Today, we call that chart Maslow's hierarchy of needs, and it's still a framework for how we understand and study much of human behavior today.

That list includes a few obvious entries, such as our psychological needs and our desires for love and affection.

There are deeper concepts too, like self-actualization and esteem.

They're just as important, but a bit harder for many people to understand at first glance.

But it's the last item on the list that I want to focus on.

It almost seems too obvious to be there, but at the same time, it has a bit of everything.

It's basic, yet complex.

It straddles the line, and maybe that's why it's so important to all of us.

What is it?

Safety.

Humans like to feel safe.

Our pursuit of safety is core to who we are as people.

It's not unique to humans, for sure.

Animals are very good at finding and building homes wherever they can.

But it's undeniable that safety drives a lot of our decisions.

And rightly so.

We deserve to feel safe.

One could argue that it's a subset of freedom.

When we are fully in control of our own lives, a portion of that control will always be diverted towards safety.

We find safety in many different places though.

We find it in a group of friends because, as every horror movie has taught us, there's safety in numbers.

We find it in places like our work, our schools, and religious buildings, although those are admittedly much less safe today than they were a generation ago.

But it's in our homes that we find the most safety.

We nest there, in a sense.

We build a cocoon around ourselves that protects us from the weather, from outsiders, and from harm.
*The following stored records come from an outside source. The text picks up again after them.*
//! A recording [`Canvas`] that keeps a flattened display list.
//!
//! Every command is resolved against the current transform, so recorded
//! rectangles are in surface coordinates (device pixels once the surface
//! scale is applied). Headless hosts and tests use it to assert what was drawn
//! and where.

use std::collections::HashMap;

use crate::{Canvas, Color, ImageHandle, Point, Rect, Size};

/// Renderable scene
#[derive(Clone, Debug, Default)]
pub struct Scene {
    pub clear_color: Color,
    pub nodes: Vec<SceneNode>,
}

#[derive(Clone, Debug, PartialEq)]
pub enum SceneNode {
    Rect {
        rect: Rect,
        color: Color,
    },
    Border {
        rect: Rect,
        color: Color,
    },
    Text {
        rect: Rect,
        text: String,
        color: Color,
    },
    Image {
        image: ImageHandle,
        rect: Rect,
    },
    PushClip {
        rect: Rect,
    },
    PopClip,
}

impl Scene {
    pub fn texts(&self) -> impl Iterator<Item = &str> {
        self.nodes.iter().filter_map(|n| match n {
            SceneNode::Text { text, .. } => Some(text.as_str()),
            _ => None,
        })
    }

    /// Bounds of the first text run equal to `text`.
    pub fn find_text(&self, text: &str) -> Option<Rect> {
        self.nodes.iter().find_map(|n| match n {
            SceneNode::Text { rect, text: t, .. } if t == text => Some(*rect),
            _ => None,
        })
    }

    pub fn fills(&self) -> impl Iterator<Item = (Rect, Color)> + '_ {
        self.nodes.iter().filter_map(|n| match n {
            SceneNode::Rect { rect, color } => Some((*rect, *color)),
            _ => None,
        })
    }

    pub fn borders(&self) -> impl Iterator<Item = (Rect, Color)> + '_ {
        self.nodes.iter().filter_map(|n| match n {
            SceneNode::Border { rect, color } => Some((*rect, *color)),
            _ => None,
        })
    }
}

/// Fixed-advance text metrics for a named font.
#[derive(Clone, Copy, Debug, PartialEq)]
pub struct GlyphMetrics {
    pub advance: f32,
    pub line_height: f32,
}

impl Default for GlyphMetrics {
    fn default() -> Self {
        Self {
            advance: 8.0,
            line_height: 16.0,
        }
    }
}

#[derive(Clone, Copy, Debug)]
struct State {
    origin: Point,
    scale: f32,
    clips: usize,
}

impl Default for State {
    fn default() -> Self {
        Self {
            origin: Point::ZERO,
            scale: 1.0,
            clips: 0,
        }
    }
}

#[derive(Debug, Default)]
pub struct SceneCanvas {
    scene: Scene,
    state: State,
    stack: Vec<State>,
    standard: GlyphMetrics,
    fonts: HashMap<String, GlyphMetrics>,
}

impl SceneCanvas {
    pub fn new() -> Self {
        Self::default()
    }

    pub fn with_font(mut self, name: impl Into<String>, metrics: GlyphMetrics) -> Self {
        self.fonts.insert(name.into(), metrics);
        self
    }

    pub fn scene(&self) -> &Scene {
        &self.scene
    }

    pub fn take_scene(&mut self) -> Scene {
        std::mem::take(&mut self.scene)
    }

    /// Depth of the save stack; zero between frames.
    pub fn depth(&self) -> usize {
        self.stack.len()
    }

    fn metrics(&self, font: Option<&str>) -> GlyphMetrics {
        font.and_then(|f| self.fonts.get(f))
            .copied()
            .unwrap_or(self.standard)
    }

    fn map(&self, rect: Rect) -> Rect {
        let s = self.state.scale;
        Rect::new(
            self.state.origin.x + rect.x * s,
            self.state.origin.y + rect.y * s,
            rect.w * s,
            rect.h * s,
        )
    }
}

impl Canvas for SceneCanvas {
    fn clear(&mut self, color: Color) {
        self.scene.nodes.clear();
        self.scene.clear_color = color;
    }

    fn fill_rect(&mut self, rect: Rect, color: Color) {
        let rect = self.map(rect);
        self.scene.nodes.push(SceneNode::Rect { rect, color });
    }

    fn stroke_rect(&mut self, rect: Rect, color: Color) {
        let rect = self.map(rect);
        self.scene.nodes.push(SceneNode::Border { rect, color });
    }

    fn measure_text(&self, text: &str, font: Option<&str>) -> Size {
        let m = self.metrics(font);
        Size::new(text.chars().count() as f32 * m.advance, m.line_height)
    }

    fn fill_text(&mut self, text: &str, pos: Point, font: Option<&str>, color: Color) {
        let size = self.measure_text(text, font);
        let rect = self.map(Rect::from_pos_size(pos, size));
        self.scene.nodes.push(SceneNode::Text {
            rect,
            text: text.to_string(),
            color,
        });
    }

    fn draw_image(&mut self, image: ImageHandle, pos: Point, scale: f32) {
        // Image sizes are unknown to a recorder; only the anchor is kept.
        let rect = self.map(Rect::new(pos.x, pos.y, 0.0, 0.0));
        let rect = Rect { w: scale, h: scale, ..rect };
        self.scene.nodes.push(SceneNode::Image { image, rect });
    }

    fn save(&mut self) {
        self.stack.push(self.state);
        self.state.clips = 0;
    }

    fn restore(&mut self) {
        for _ in 0..self.state.clips {
            self.scene.nodes.push(SceneNode::PopClip);
        }
        match self.stack.pop() {
            Some(prev) => self.state = prev,
            None => {
                log::warn!("SceneCanvas: restore without matching save");
                self.state = State::default();
            }
        }
    }

    fn translate(&mut self, by: Point) {
        let s = self.state.scale;
        self.state.origin = self.state.origin + Point::new(by.x * s, by.y * s);
    }

    fn scale(&mut self, factor: f32) {
        self.state.scale *= factor;
    }

    fn clip(&mut self, rect: Rect) {
        let rect = self.map(rect);
        self.state.clips += 1;
        self.scene.nodes.push(SceneNode::PushClip { rect });
    }
}

#[cfg(test)]
mod tests {
    use super::*;

    #[test]
    fn transforms_accumulate_and_restore() {
        let mut c = SceneCanvas::new();
        c.save();
        c.scale(2.0);
        c.translate(Point::new(10.0, 5.0));
        c.fill_rect(Rect::new(1.0, 1.0, 4.0, 4.0), Color::RED);
        c.restore();
        c.fill_rect(Rect::new(1.0, 1.0, 4.0, 4.0), Color::BLACK);

        let fills: Vec<_> = c.scene().fills().collect();
        assert_eq!(fills[0].0, Rect::new(22.0, 12.0, 8.0, 8.0));
        assert_eq!(fills[1].0, Rect::new(1.0, 1.0, 4.0, 4.0));
        assert_eq!(c.depth(), 0);
    }

    #[test]
    fn clip_is_popped_on_restore() {
        let mut c = SceneCanvas::new();
        c.save();
        c.clip(Rect::new(0.0, 0.0, 10.0, 10.0));
        c.restore();
        assert_eq!(
            c.scene().nodes,
            vec![
                SceneNode::PushClip {
                    rect: Rect::new(0.0, 0.0, 10.0, 10.0)
                },
                SceneNode::PopClip
            ]
        );
    }

    #[test]
    fn named_fonts_use_their_metrics() {
        let c = SceneCanvas::new().with_font(
            "big",
            GlyphMetrics {
                advance: 10.0,
                line_height: 20.0,
            },
        );
        assert_eq!(c.measure_text("abc", None), Size::new(24.0, 16.0));
        assert_eq!(c.measure_text("abc", Some("big")), Size::new(30.0, 20.0));
        assert_eq!(c.measure_text("abc", Some("missing")), Size::new(24.0, 16.0));
    }
}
But tragically, sometimes that's not enough.

I'm Erin Mankey, and this is Lore.

No one liked Andreas Gruber.

They thought the old farmer was greedy, and the public perception of the man was that he was rude and cranky.

He was an old, crusty farmer, and no one around him appreciated that very much.

Gruber was 63, and his wife Satilia was 72.

They lived on their farm about 40 miles north of Munich, between the small German towns of Ingolstadt and Schrobenhausen.

It wasn't their farm though.

No, it belonged to their daughter, 35-year-old Victoria, who lived there on the farm with them, along with her two young children.

Her daughter, Cecilia, was seven and Joseph was two.

And it was Joseph's birth that really got the neighbors talking.

Victoria's husband, Carl, had left to serve in the First World War in 1914 while she was pregnant with their daughter.

According to all reports, he died there in the trenches and never returned.

So who fathered Joseph?

Local gossip, fueled by a dislike of Andreas Gruber, claimed the boy was a product of incest between Victoria and her father.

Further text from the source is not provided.